We currently prepend a 'domain' and the 'component' name to the metrics. This done for our OpenCensus exporter which might have been cargo cult'd from our stack driver exporter implementation. The prometheus exporter only prefixes the 'component' name to the metric.

https://github.com/knative/pkg/blob/cf1994e9cc24db63cbc8a21e1a84152b732ad3f0/metrics/opencensus_exporter.go#L39

We should determine whether these should be consistent, if there should be a prefix and it's format

cc @upodroid @skonto @evankanderson @MontyCarter @pianohacker

dprotaso commented 3 years ago

From @pianohacker re: prepending a domain prefix for prometheus https://knative.slack.com/archives/CEPGNPHP1/p1624558123099100

This level of namespacing on the metric name isn't typically done for Prometheus metrics; see https://prometheus.io/docs/practices/naming/ The source (as opposed to the kind) of a Prometheus-exposed metric is intended to be distinguished by its labels (in this case, namespace). In that vein, could we expose the ability to configure one or more labels on the exposed metrics?

dprotaso commented 3 years ago

cc @evankanderson who reviewed the OpenCensus exporter changes

skonto commented 3 years ago

Regarding Prometheus this is what I read and what we have does not seem to be a violation of the recommendations unless I misread something:

...should have a (single-word) application prefix relevant to the domain the metric belongs to. The prefix is sometimes referred to as namespace by client libraries. For metrics specific to an application, the prefix is usually the application name itself. Sometimes, however, metrics are more generic, like standardized metrics exported by client libraries. Examples:
prometheus_notifications_total (specific to the Prometheus server)
process_cpu_seconds_total (exported by many client libraries)
http_request_duration_seconds (for all HTTP requests)

I am not sure what value the domain adds here we already use the component name as the prefix and we know the domain for each component, it is straightforward for the control plane ones eg. Serving, Eventing. Maybe there is some value for the user services to be able to correlate queue proxy metrics with some domain eg. my_business_domain but then Prom queries will have to detect that with some regex and does not make life easier (especially if we have arbitrary domains as prefixes) eg. for building generic dashboards. Also not though having queue_proxy as a metric prefix works well so far. However, there is a valid need to be able to configure existing/add custom labels eg. tag metrics with special labels to avoid joining metrics info based on kube-state-metrics or other sources. I am facing this downstream as I would like to tag metrics with the func tag for Boson funcs, as not all services are functions. What issues do we see with the current status? Are there users of the Opencensus exporter that benefit from the extra domain info?

dprotaso commented 3 years ago

@skonto @evankanderson during the operation wg meeting mentioned you wrote a doc about stable metric names and a potential deprecation policy. Do you have a link to that?
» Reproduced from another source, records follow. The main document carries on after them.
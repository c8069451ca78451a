use axum::routing::{delete, get, post};
use axum::Router;

use crate::handlers::genre;
use crate::state::AppState;

/// Routes mounted at `/genres`.
///
/// ```text
/// GET    /                -> index
/// POST   /                -> store
/// GET    /{id}            -> show
/// PUT    /{id}            -> update
/// DELETE /{id}            -> destroy
/// POST   /{id}/restore    -> restore
/// DELETE /{id}/force      -> force_destroy
/// ```
pub fn router() -> Router<AppState> {
    Router::new()
        .route("/", get(genre::index).post(genre::store))
        .route(
            "/{id}",
            get(genre::show).put(genre::update).delete(genre::destroy),
        )
        .route("/{id}/restore", post(genre::restore))
        .route("/{id}/force", delete(genre::force_destroy))
}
Whatever we decide with this change we'll want to roll it out gradually with a flag.

evankanderson commented 3 years ago

The domain name is used today by at least Stackdriver, though they could set up a mapping to enrich the content:

https://cloud.google.com/monitoring/api/metrics_knative

While Prometheus tends to prefer short, non-namespaced metric names, some other products like Stackdriver and Wavefront tend to prefer somewhat more nested names (deeply for stackdriver, medium for Wavefront). Based on the principle that it's easier to remove data than to add it, I incorporated the domain and component labels in OpenCensus, though I'd be happy with an alternate mechanism that didn't discard these labels.
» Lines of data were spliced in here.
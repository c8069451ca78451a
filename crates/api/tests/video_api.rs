//! HTTP-level integration tests for the `/api/videos` resource: JSON and
//! multipart writes, relation rules, and stored file lifecycle.

mod common;

use axum::body::Body;
use axum::http::{Method, Request, StatusCode};
use common::{
    body_json, delete, get, post_json, post_multipart, put_json, put_multipart,
    send_unauthenticated, Part, TestApp,
};
use serde_json::{json, Value};
use sqlx::PgPool;

struct Catalog {
    category: String,
    genre: String,
    actor: String,
}

async fn seed(app: &TestApp) -> Catalog {
    let category = common::create_category(app, "Movies").await;
    let genre = common::create_genre(app, "Sci-Fi", &[&category]).await;
    let actor = common::create_cast_member(app, "Sigourney Weaver", 2).await;
    Catalog {
        category,
        genre,
        actor,
    }
}

fn payload(catalog: &Catalog) -> Value {
    json!({
        "title": "Alien",
        "description": "In space no one can hear you scream.",
        "year_launched": 1979,
        "opened": true,
        "rating": "18",
        "duration": 117,
        "categories": [catalog.category],
        "genres": [catalog.genre],
        "cast_members": [catalog.actor],
    })
}

fn form<'a>(catalog: &'a Catalog, title: &'a str) -> Vec<Part<'a>> {
    vec![
        Part::Text("title", title),
        Part::Text("description", "Multipart upload"),
        Part::Text("year_launched", "1986"),
        Part::Text("rating", "16"),
        Part::Text("duration", "137"),
        Part::Text("categories[]", &catalog.category),
        Part::Text("genres[]", &catalog.genre),
    ]
}

#[sqlx::test(migrations = "../../db/migrations")]
async fn test_store_json_returns_resource_with_relations(pool: PgPool) {
    let app = TestApp::new(pool);
    let catalog = seed(&app).await;

    let response = post_json(app.router(), "/api/videos", payload(&catalog)).await;
    assert_eq!(response.status(), StatusCode::CREATED);
    let json = body_json(response).await;
    let data = &json["data"];

    assert_eq!(data["title"], "Alien");
    assert_eq!(data["year_launched"], 1979);
    assert_eq!(data["opened"], true);
    assert_eq!(data["rating"], "18");
    assert_eq!(data["duration"], 117);
    assert_eq!(data["categories"][0]["id"], catalog.category.as_str());
    assert_eq!(data["genres"][0]["id"], catalog.genre.as_str());
    assert_eq!(data["cast_members"][0]["id"], catalog.actor.as_str());
    assert!(data["video"].is_null());
    assert!(data["thumb"].is_null());
}

#[sqlx::test(migrations = "../../db/migrations")]
async fn test_store_reports_every_field_rule(pool: PgPool) {
    let app = TestApp::new(pool);

    let response = post_json(
        app.router(),
        "/api/videos",
        json!({
            "title": "t".repeat(256),
            "year_launched": "79",
            "opened": "sometimes",
            "rating": "21",
            "duration": 0,
            "categories": [uuid::Uuid::new_v4().to_string()],
        }),
    )
    .await;
    assert_eq!(response.status(), StatusCode::UNPROCESSABLE_ENTITY);
    let errors = body_json(response).await["errors"].clone();

    assert_eq!(errors["title"][0]["code"], "max");
    assert_eq!(errors["description"][0]["code"], "required");
    assert_eq!(errors["year_launched"][0]["code"], "date_format");
    assert_eq!(errors["opened"][0]["code"], "boolean");
    assert_eq!(errors["rating"][0]["code"], "in");
    assert_eq!(errors["duration"][0]["code"], "min");
    assert_eq!(errors["categories"][0]["code"], "exists");
    assert_eq!(errors["genres"][0]["code"], "required");
}

#[sqlx::test(migrations = "../../db/migrations")]
async fn test_genre_must_belong_to_submitted_category(pool: PgPool) {
    let app = TestApp::new(pool);
    let catalog = seed(&app).await;
    let other = common::create_category(&app, "Series").await;

    let mut body = payload(&catalog);
    body["categories"] = json!([other]);
    let response = post_json(app.router(), "/api/videos", body).await;

    assert_eq!(response.status(), StatusCode::UNPROCESSABLE_ENTITY);
    let json = body_json(response).await;
    assert_eq!(json["errors"]["genres"][0]["code"], "genres_has_categories");
}

#[sqlx::test(migrations = "../../db/migrations")]
async fn test_update_without_cast_keeps_existing_cast(pool: PgPool) {
    let app = TestApp::new(pool);
    let catalog = seed(&app).await;
    let created = body_json(post_json(app.router(), "/api/videos", payload(&catalog)).await).await;
    let id = created["data"]["id"].as_str().unwrap().to_string();

    let mut body = payload(&catalog);
    body.as_object_mut().unwrap().remove("cast_members");
    body["title"] = json!("Aliens");
    let response = put_json(app.router(), &format!("/api/videos/{id}"), body).await;

    assert_eq!(response.status(), StatusCode::OK);
    let json = body_json(response).await;
    assert_eq!(json["data"]["title"], "Aliens");
    assert_eq!(json["data"]["cast_members"][0]["id"], catalog.actor.as_str());
}

#[sqlx::test(migrations = "../../db/migrations")]
async fn test_multipart_store_places_files(pool: PgPool) {
    let app = TestApp::new(pool);
    let catalog = seed(&app).await;

    let mut parts = form(&catalog, "Aliens");
    parts.push(Part::File {
        name: "video_file",
        file_name: "aliens.mp4",
        content_type: "video/mp4",
        bytes: b"fake mp4 bytes",
    });
    parts.push(Part::File {
        name: "thumb_file",
        file_name: "poster.PNG",
        content_type: "image/png",
        bytes: b"fake png bytes",
    });

    let response = post_multipart(app.router(), "/api/videos", &parts).await;
    assert_eq!(response.status(), StatusCode::CREATED);
    let json = body_json(response).await;
    let data = &json["data"];
    let id: uuid::Uuid = data["id"].as_str().unwrap().parse().unwrap();

    let video_name = data["video"]["name"].as_str().unwrap();
    assert!(video_name.ends_with(".mp4"));
    assert_eq!(
        data["video"]["url"],
        format!("http://catalog.test/storage/videos/{id}/{video_name}")
    );
    let thumb_name = data["thumb"]["name"].as_str().unwrap();
    assert!(thumb_name.ends_with(".png"));
    assert!(data["trailer"].is_null());

    let stored = std::fs::read(app.storage.path_for(id, video_name)).unwrap();
    assert_eq!(stored, b"fake mp4 bytes");
    assert!(app.storage.path_for(id, thumb_name).exists());
}

#[sqlx::test(migrations = "../../db/migrations")]
async fn test_multipart_rejects_wrong_mime_and_oversized_files(pool: PgPool) {
    let app = TestApp::new(pool.clone());
    let catalog = seed(&app).await;

    let oversized = vec![0u8; 5 * 1024 * 1024 + 1];
    let mut parts = form(&catalog, "Rejected");
    parts.push(Part::File {
        name: "video_file",
        file_name: "movie.png",
        content_type: "image/png",
        bytes: b"not a video",
    });
    parts.push(Part::File {
        name: "thumb_file",
        file_name: "huge.png",
        content_type: "image/png",
        bytes: &oversized,
    });

    let response = post_multipart(app.router(), "/api/videos", &parts).await;
    assert_eq!(response.status(), StatusCode::UNPROCESSABLE_ENTITY);
    let json = body_json(response).await;
    assert_eq!(json["errors"]["video_file"][0]["code"], "mimetypes");
    assert_eq!(json["errors"]["thumb_file"][0]["code"], "max_file_size");

    let videos: i64 = sqlx::query_scalar("SELECT COUNT(*) FROM videos")
        .fetch_one(&pool)
        .await
        .unwrap();
    assert_eq!(videos, 0);

    let leftovers = std::fs::read_dir(app.storage.staging_dir())
        .map(|d| d.count())
        .unwrap_or(0);
    assert_eq!(leftovers, 0, "staged uploads must be removed");
}

#[sqlx::test(migrations = "../../db/migrations")]
async fn test_json_file_field_is_rejected(pool: PgPool) {
    let app = TestApp::new(pool);
    let catalog = seed(&app).await;

    let mut body = payload(&catalog);
    body["video_file"] = json!("aliens.mp4");
    let response = post_json(app.router(), "/api/videos", body).await;

    assert_eq!(response.status(), StatusCode::UNPROCESSABLE_ENTITY);
    assert_eq!(body_json(response).await["errors"]["video_file"][0]["code"], "file");
}

#[sqlx::test(migrations = "../../db/migrations")]
async fn test_update_replaces_file_and_removes_previous(pool: PgPool) {
    let app = TestApp::new(pool);
    let catalog = seed(&app).await;

    let mut parts = form(&catalog, "Aliens");
    parts.push(Part::File {
        name: "banner_file",
        file_name: "old.jpg",
        content_type: "image/jpeg",
        bytes: b"old banner",
    });
    let created = body_json(post_multipart(app.router(), "/api/videos", &parts).await).await;
    let id: uuid::Uuid = created["data"]["id"].as_str().unwrap().parse().unwrap();
    let old_name = created["data"]["banner"]["name"].as_str().unwrap().to_string();

    let mut parts = form(&catalog, "Aliens (Director's Cut)");
    parts.push(Part::File {
        name: "banner_file",
        file_name: "new.jpg",
        content_type: "image/jpeg",
        bytes: b"new banner",
    });
    let response = put_multipart(app.router(), &format!("/api/videos/{id}"), &parts).await;
    assert_eq!(response.status(), StatusCode::OK);
    let json = body_json(response).await;
    let new_name = json["data"]["banner"]["name"].as_str().unwrap();

    assert_ne!(new_name, old_name);
    assert!(!app.storage.path_for(id, &old_name).exists());
    assert_eq!(
        std::fs::read(app.storage.path_for(id, new_name)).unwrap(),
        b"new banner"
    );
}

#[sqlx::test(migrations = "../../db/migrations")]
async fn test_soft_delete_keeps_files_force_delete_removes_them(pool: PgPool) {
    let app = TestApp::new(pool);
    let catalog = seed(&app).await;

    let mut parts = form(&catalog, "Prometheus");
    parts.push(Part::File {
        name: "trailer_file",
        file_name: "trailer.mp4",
        content_type: "video/mp4",
        bytes: b"trailer",
    });
    let created = body_json(post_multipart(app.router(), "/api/videos", &parts).await).await;
    let id: uuid::Uuid = created["data"]["id"].as_str().unwrap().parse().unwrap();
    let trailer = created["data"]["trailer"]["name"].as_str().unwrap().to_string();

    let response = delete(app.router(), &format!("/api/videos/{id}")).await;
    assert_eq!(response.status(), StatusCode::NO_CONTENT);
    assert!(app.storage.path_for(id, &trailer).exists());

    let response = delete(app.router(), &format!("/api/videos/{id}/force")).await;
    assert_eq!(response.status(), StatusCode::NO_CONTENT);
    assert!(!app.storage.path_for(id, &trailer).exists());

    let response = get(app.router(), &format!("/api/videos/{id}?trashed=with")).await;
    assert_eq!(response.status(), StatusCode::NOT_FOUND);
}

#[sqlx::test(migrations = "../../db/migrations")]
async fn test_index_filters_by_relations(pool: PgPool) {
    let app = TestApp::new(pool);
    let catalog = seed(&app).await;
    post_json(app.router(), "/api/videos", payload(&catalog)).await;

    let mut other = payload(&catalog);
    other["title"] = json!("Blade Runner");
    other["cast_members"] = json!([]);
    post_json(app.router(), "/api/videos", other).await;

    let json = body_json(
        get(app.router(), &format!("/api/videos?cast_members={}", catalog.actor)).await,
    )
    .await;
    assert_eq!(json["meta"]["total"], 1);
    assert_eq!(json["data"][0]["title"], "Alien");

    let json = body_json(
        get(app.router(), &format!("/api/videos?genres={}&sort=title", catalog.genre)).await,
    )
    .await;
    assert_eq!(json["meta"]["total"], 2);
    assert_eq!(json["data"][0]["title"], "Alien");
    assert_eq!(json["data"][1]["title"], "Blade Runner");
}

fn public_get(uri: &str) -> Request<Body> {
    Request::builder()
        .method(Method::GET)
        .uri(uri)
        .body(Body::empty())
        .unwrap()
}

#[sqlx::test(migrations = "../../db/migrations")]
async fn test_stored_files_are_public_but_staged_uploads_are_not(pool: PgPool) {
    let app = TestApp::new(pool);
    let catalog = seed(&app).await;

    let mut parts = form(&catalog, "Alien 3");
    parts.push(Part::File {
        name: "thumb_file",
        file_name: "thumb.png",
        content_type: "image/png",
        bytes: b"thumb bytes",
    });
    let created = body_json(post_multipart(app.router(), "/api/videos", &parts).await).await;
    let id = created["data"]["id"].as_str().unwrap();
    let thumb = created["data"]["thumb"]["name"].as_str().unwrap();

    let response = send_unauthenticated(
        app.router(),
        public_get(&format!("/storage/videos/{id}/{thumb}")),
    )
    .await;
    assert_eq!(response.status(), StatusCode::OK);

    // An upload still being received.
    let _in_flight = app.storage.stage(Some("mp4".into())).await.unwrap();
    let staged_name = std::fs::read_dir(app.storage.staging_dir())
        .unwrap()
        .next()
        .expect("one staged upload")
        .unwrap()
        .file_name()
        .into_string()
        .unwrap();
    assert!(!app.storage.staging_dir().starts_with(app.storage.root()));

    for uri in [
        format!("/storage/videos/{staged_name}"),
        format!("/storage/videos/.staging/{staged_name}"),
        format!("/storage/videos/../staging/{staged_name}"),
    ] {
        let response = send_unauthenticated(app.router(), public_get(&uri)).await;
        assert_eq!(response.status(), StatusCode::NOT_FOUND, "{uri}");
    }
}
Note that there are some metrics-exporting components from both Serving and Eventing that run in a user's namespace, so having some mechanism (metric name or labels) to distinguish metrics between the two would be useful. At the same time, common metrics like go GC information should have the same metric name for both.

Maybe a few examples from our existing documentation:

metric (opencensus name)	type	prefix reason
serving/activator/request_count	HTTP request count	Prefix with serving component, because activator request count may be double-counted with e.g. queue-proxy counts
serving/revision/request_count	HTTP request count	Prefix with revision; counted at the queue-proxy. May double-count with activator.
go_alloc	go memory stats	No prefix, common go instrumentation across components.
eventing/broker/event_count	events received count	Prefix with eventing component, because events are counted at several places in the system.
eventing/broker/request_count	HTTP request count	Prefix with eventing component; not all HTTP requests may result in an event receipt.
eventing/trigger/event_count	Post-filter event delivery counts	Prefix with eventing component, because events are counted at several places in the system.
eventing/trigger/http_requests	Post-filter HTTP request counts	Prefix with eventing component; not all HTTP requests may

MontyCarter commented 3 years ago

Yes, Stackdriver is using the domain, and the domain is different based on the component. However, the metric domains are pretty static, so it would be manageable keep a map in an otel collector config and prepend the domain to the metric name based on the sender.

With that said, I think it would be much nicer to pass the domain as a label rather than simply removing the domain from the metric. This would make it easy to rewrite the name from the domain label in an otel collector config.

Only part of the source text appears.